If you’re bored with the current face and would like to see something else, type r in the command line interface to pick another face at random. Behind the scenes, a new point in the 400-dimensional space was chosen, and you can move around it the usual way.

Finally, when you’ve had enough, simply type q in the command line interface to quit.

# How does it work?

This section supposes a background in probabilities and recapitulates basic concepts of probabilistic graphical models before introducing variational autoencoders. For a (much) more thorough treatment of probabilistic graphical models, see the excellent Probabilistic Graphical Models - Principles and Techniques textbook written by Daphne Koller and Nir Friedman.

## Probabilistic graphical models and Bayesian networks

For the sake of simplicity, we will assume that all variables introduced in this section are discrete. Note that everything also applies for continuous variables if sums are replaced by integrals where appropriate.

A probabilistic graphical model is a way to encode a distribution over random variables as a graph, which can potentially yield a very compact representation compared to regular probability tables. It does so by encoding dependences between variables as edges between nodes.

Bayesian networks are a category of probabilistic graphical models whose graphical representations are directed acyclic graphs (DAGs). The probability distributions they encode are of the form

$P(X_1, X_2, \cdots, X_n) = \prod_{i=1}^n P(X_i \mid \mathcal{Pa}(X_i))$

where $$\mathcal{Pa}(X_i)$$ is the set of $$X_i$$’s parents in the graph.

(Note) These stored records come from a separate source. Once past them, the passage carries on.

//! Versioned index manifests (`<index>.manifest.json`).
//!
//! `version` increments on every successful mutation; `digest` is the
//! SHA-256 of the index file, recomputed lazily when the file's mtime
//! changes. Readers caching by `(path, version, digest)` invalidate on
//! any content change.

use crate::IndexError;
use serde::{Deserialize, Serialize};
use std::path::{Path, PathBuf};

/// Manifest schema version.
pub const SCHEMA_VERSION: u32 = 1;

/// One index manifest.
#[derive(Debug, Clone, Serialize, Deserialize, PartialEq, Eq)]
pub struct IndexManifest {
    /// Manifest schema version.
    pub schema_version: u32,
    /// Index name (`lexical` or `vector`).
    pub index_name: String,
    /// Monotone mutation counter.
    pub version: u64,
    /// SHA-256 of the index file after the last mutation.
    pub digest: Option<String>,
    /// When the manifest last changed.
    pub updated_at: Option<String>,
}

/// Sidecar path for an index file.
pub fn manifest_path(index_path: &Path) -> PathBuf {
    let mut name = index_path
        .file_name()
        .map(|name| name.to_string_lossy().into_owned())
        .unwrap_or_default();
    name.push_str(".manifest.json");
    index_path.with_file_name(name)
}

/// Load the manifest, defaulting to version 0 when absent or corrupt.
pub fn load_manifest(index_path: &Path, index_name: &str) -> IndexManifest {
    let path = manifest_path(index_path);
    if path.exists() {
        if let Ok(bytes) = std::fs::read(&path) {
            if let Ok(manifest) = serde_json::from_slice::<IndexManifest>(&bytes) {
                return manifest;
            }
        }
    }
    IndexManifest {
        schema_version: SCHEMA_VERSION,
        index_name: index_name.to_string(),
        version: 0,
        digest: None,
        updated_at: None,
    }
}

/// Bump the version after a successful mutation.
pub fn bump_manifest(index_path: &Path, index_name: &str) -> Result<IndexManifest, IndexError> {
    let current = load_manifest(index_path, index_name);
    let updated = IndexManifest {
        schema_version: SCHEMA_VERSION,
        index_name: index_name.to_string(),
        version: current.version + 1,
        digest: current.digest,
        updated_at: Some(autocap_spec::now_utc()),
    };
    write_manifest(index_path, &updated)?;
    Ok(updated)
}

/// Refresh the digest without bumping the version. No-op when the digest
/// is unchanged.
pub fn update_manifest_digest(
    index_path: &Path,
    index_name: &str,
    digest: Option<String>,
) -> Result<IndexManifest, IndexError> {
    let current = load_manifest(index_path, index_name);
    if current.digest == digest {
        return Ok(current);
    }
    let updated = IndexManifest {
        digest,
        updated_at: Some(autocap_spec::now_utc()),
        ..current
    };
    write_manifest(index_path, &updated)?;
    Ok(updated)
}

fn write_manifest(index_path: &Path, manifest: &IndexManifest) -> Result<(), IndexError> {
    let path = manifest_path(index_path);
    if let Some(parent) = path.parent() {
        std::fs::create_dir_all(parent)?;
    }
    let tmp = path.with_extension("json.writing");
    std::fs::write(&tmp, serde_json::to_vec_pretty(manifest)?)?;
    std::fs::rename(&tmp, &path)?;
    Ok(())
}

#[cfg(test)]
mod tests {
    use super::*;

    #[test]
    fn versions_increase_monotonically() {
        let dir = tempfile::tempdir().unwrap();
        let index = dir.path().join("lexical.idx");
        let first = bump_manifest(&index, "lexical").unwrap();
        let second = bump_manifest(&index, "lexical").unwrap();
        assert_eq!(first.version, 1);
        assert_eq!(second.version, 2);
    }

    #[test]
    fn digest_update_does_not_bump_version() {
        let dir = tempfile::tempdir().unwrap();
        let index = dir.path().join("vector.idx");
        bump_manifest(&index, "vector").unwrap();
        let updated =
            update_manifest_digest(&index, "vector", Some("abc123".to_string())).unwrap();
        assert_eq!(updated.version, 1);
        assert_eq!(updated.digest.as_deref(), Some("abc123"));
        // Same digest again: untouched.
        let again = update_manifest_digest(&index, "vector", Some("abc123".to_string())).unwrap();
        assert_eq!(again, updated);
    }

    #[test]
    fn sidecar_name_appends_full_suffix() {
        let path = manifest_path(Path::new("data/lexical.idx"));
        assert_eq!(path, Path::new("data/lexical.idx.manifest.json"));
    }
}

This concept is better illustrated by an example:

Here, $$A$$ has no parents, $$B$$’s parent is $$A$$, $$C$$’s parent is $$A$$ and $$D$$’s parents are $$A$$ and $$B$$. The probability distribution encoded by this graph is therefore

$P(A, B, C, D) = P(A) P(B \mid A) P(C \mid A) P(D \mid A, B)$

## Learning bayesian networks, and the inference problem

Bayesian networks are interesting by themselves, but what’s even more interesting is that they can be used to learn something about the distribution of the random variables they model. Suppose you are given a set of observations $$\mathcal{D}$$, and suppose that the conditional distributions required by your bayesian network are parametrized by some set of parameters $$\theta$$. The act of learning the distribution which generated the observations could be described as follows: a parametrization of the model that approaches the true distribution is a parametrization under which observations in $$\mathcal{D}$$ have a high probability, or alternatively, a high log-probability (because the logarithm is a monotonically increasing function). More formally, we are searching $$\theta^*$$ such that

$\theta^* = \arg\max_\theta \log P(X_1, \cdots, X_n) = \arg\max_\theta \sum_{i=1}^n \log P(X_i \mid \mathcal{Pa}(X_i))$

This parameter search can be done by various ways, for instance by gradient descent.

This problem is straightforward if all variables are observed. Unfortunately, this is not always the case. Suppose that in the example presented earlier only $$C$$ and $$D$$ are observed, and the value of $$A$$ and $$B$$ is always unknown (we would say that the former are visible or observed variables, while the latter are hidden or latent variables). In that case, all we’re really interested in is to maximize the likelihood of $$C$$ and $$D$$ under the model, i.e. maximize

$P(C, D) = \sum_{A}\sum_{B} P(A, B, C, D)$

Now things get hairy. What if $$A$$ and $$B$$ can take a great number of values? What if, instead of the toy example presented above, the bayesian network contains thousands of nodes, only a dozen of which are observed? The summation quickly becomes untractable, and this does not bode well: how can you maximize a quantity you cannot even evaluate?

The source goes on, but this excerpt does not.